BEGIN MATERIAL PROVIDED
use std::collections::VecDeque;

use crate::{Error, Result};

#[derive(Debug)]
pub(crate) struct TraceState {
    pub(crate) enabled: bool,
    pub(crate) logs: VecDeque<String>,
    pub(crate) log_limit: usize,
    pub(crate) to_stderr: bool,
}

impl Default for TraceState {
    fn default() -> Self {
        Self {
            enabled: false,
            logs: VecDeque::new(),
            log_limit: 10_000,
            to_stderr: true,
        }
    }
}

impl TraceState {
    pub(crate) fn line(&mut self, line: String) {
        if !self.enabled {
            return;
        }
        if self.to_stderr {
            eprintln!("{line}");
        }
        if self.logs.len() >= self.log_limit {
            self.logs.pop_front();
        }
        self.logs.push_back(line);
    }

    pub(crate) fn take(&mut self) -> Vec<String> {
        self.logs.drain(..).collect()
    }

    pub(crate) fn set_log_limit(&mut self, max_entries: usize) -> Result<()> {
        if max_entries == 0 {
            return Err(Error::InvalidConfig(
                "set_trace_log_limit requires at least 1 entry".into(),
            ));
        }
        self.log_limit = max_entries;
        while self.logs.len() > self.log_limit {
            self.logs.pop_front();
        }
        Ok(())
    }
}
END MATERIAL PROVIDED
BEGIN MATERIAL PROVIDED
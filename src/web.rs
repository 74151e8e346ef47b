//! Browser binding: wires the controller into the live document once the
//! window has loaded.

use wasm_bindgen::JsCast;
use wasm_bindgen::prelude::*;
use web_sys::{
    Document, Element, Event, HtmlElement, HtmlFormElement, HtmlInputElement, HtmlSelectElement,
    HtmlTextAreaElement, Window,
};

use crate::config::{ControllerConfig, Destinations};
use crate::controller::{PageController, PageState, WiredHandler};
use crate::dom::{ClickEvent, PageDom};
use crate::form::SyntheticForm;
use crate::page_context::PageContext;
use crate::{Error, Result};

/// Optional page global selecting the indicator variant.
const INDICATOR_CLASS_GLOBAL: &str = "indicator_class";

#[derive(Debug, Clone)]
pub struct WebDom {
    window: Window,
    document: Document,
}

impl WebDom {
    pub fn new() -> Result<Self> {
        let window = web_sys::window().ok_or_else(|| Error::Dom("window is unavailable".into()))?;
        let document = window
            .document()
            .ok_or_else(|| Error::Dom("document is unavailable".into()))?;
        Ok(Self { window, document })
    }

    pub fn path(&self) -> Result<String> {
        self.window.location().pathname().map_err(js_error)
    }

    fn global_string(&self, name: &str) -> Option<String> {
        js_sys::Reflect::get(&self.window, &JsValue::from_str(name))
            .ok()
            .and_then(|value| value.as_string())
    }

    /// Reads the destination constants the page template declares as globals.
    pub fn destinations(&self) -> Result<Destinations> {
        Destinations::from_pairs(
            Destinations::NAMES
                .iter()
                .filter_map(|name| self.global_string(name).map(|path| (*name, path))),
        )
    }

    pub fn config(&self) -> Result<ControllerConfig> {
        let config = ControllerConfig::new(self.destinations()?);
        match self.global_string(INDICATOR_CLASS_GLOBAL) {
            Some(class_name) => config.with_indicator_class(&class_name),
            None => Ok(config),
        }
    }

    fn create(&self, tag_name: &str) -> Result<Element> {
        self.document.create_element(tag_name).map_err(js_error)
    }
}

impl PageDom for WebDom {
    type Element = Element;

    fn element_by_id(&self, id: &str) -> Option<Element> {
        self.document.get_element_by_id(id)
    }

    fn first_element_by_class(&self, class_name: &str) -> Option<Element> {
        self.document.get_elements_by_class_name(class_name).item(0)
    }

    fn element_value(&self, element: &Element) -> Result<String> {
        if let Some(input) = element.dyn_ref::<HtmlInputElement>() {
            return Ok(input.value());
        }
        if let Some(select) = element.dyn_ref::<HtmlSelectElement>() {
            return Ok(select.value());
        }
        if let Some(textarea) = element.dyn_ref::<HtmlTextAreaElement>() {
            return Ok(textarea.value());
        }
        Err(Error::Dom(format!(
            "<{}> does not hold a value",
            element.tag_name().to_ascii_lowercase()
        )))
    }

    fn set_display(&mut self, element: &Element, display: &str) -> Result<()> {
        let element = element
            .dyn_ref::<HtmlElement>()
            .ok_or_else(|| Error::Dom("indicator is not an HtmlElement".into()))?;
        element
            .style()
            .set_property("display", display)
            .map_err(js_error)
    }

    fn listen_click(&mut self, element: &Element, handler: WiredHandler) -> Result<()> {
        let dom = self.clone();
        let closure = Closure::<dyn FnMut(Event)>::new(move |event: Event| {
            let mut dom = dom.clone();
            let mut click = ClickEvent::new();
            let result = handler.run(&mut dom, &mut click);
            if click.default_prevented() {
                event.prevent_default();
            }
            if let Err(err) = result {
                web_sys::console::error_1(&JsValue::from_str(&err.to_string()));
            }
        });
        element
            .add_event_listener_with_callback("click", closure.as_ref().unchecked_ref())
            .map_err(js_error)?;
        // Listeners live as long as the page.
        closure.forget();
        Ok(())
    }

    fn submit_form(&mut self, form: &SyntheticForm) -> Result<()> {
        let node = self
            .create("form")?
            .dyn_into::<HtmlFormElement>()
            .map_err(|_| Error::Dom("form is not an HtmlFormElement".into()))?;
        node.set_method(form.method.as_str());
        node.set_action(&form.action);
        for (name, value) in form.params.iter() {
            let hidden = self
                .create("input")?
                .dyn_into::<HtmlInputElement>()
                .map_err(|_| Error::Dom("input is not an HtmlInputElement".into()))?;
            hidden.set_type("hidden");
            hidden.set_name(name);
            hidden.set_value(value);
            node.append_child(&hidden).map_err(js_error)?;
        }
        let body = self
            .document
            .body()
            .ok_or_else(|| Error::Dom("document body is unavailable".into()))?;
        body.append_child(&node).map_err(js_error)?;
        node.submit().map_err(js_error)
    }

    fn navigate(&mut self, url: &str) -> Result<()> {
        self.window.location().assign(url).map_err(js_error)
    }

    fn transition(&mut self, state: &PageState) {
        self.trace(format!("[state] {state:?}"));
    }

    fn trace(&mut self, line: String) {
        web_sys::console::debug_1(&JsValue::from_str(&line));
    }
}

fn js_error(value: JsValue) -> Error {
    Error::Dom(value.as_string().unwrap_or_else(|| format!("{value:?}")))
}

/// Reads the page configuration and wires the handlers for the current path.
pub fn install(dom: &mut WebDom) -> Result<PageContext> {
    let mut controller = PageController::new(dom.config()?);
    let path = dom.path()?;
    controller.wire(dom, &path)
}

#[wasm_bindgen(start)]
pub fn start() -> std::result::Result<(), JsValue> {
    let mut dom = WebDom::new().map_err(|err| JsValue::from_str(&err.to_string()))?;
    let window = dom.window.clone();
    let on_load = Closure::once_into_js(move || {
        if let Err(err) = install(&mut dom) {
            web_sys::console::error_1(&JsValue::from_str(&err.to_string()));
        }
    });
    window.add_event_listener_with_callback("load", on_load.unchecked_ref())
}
END MATERIAL PROVIDED
*TASK PROMPT*.
Scan the records above for the word "impl". Show each line in which it appears.

*EXERCISE SOLUTION*.
impl Default for TraceState {
impl TraceState {
impl WebDom {
impl PageDom for WebDom {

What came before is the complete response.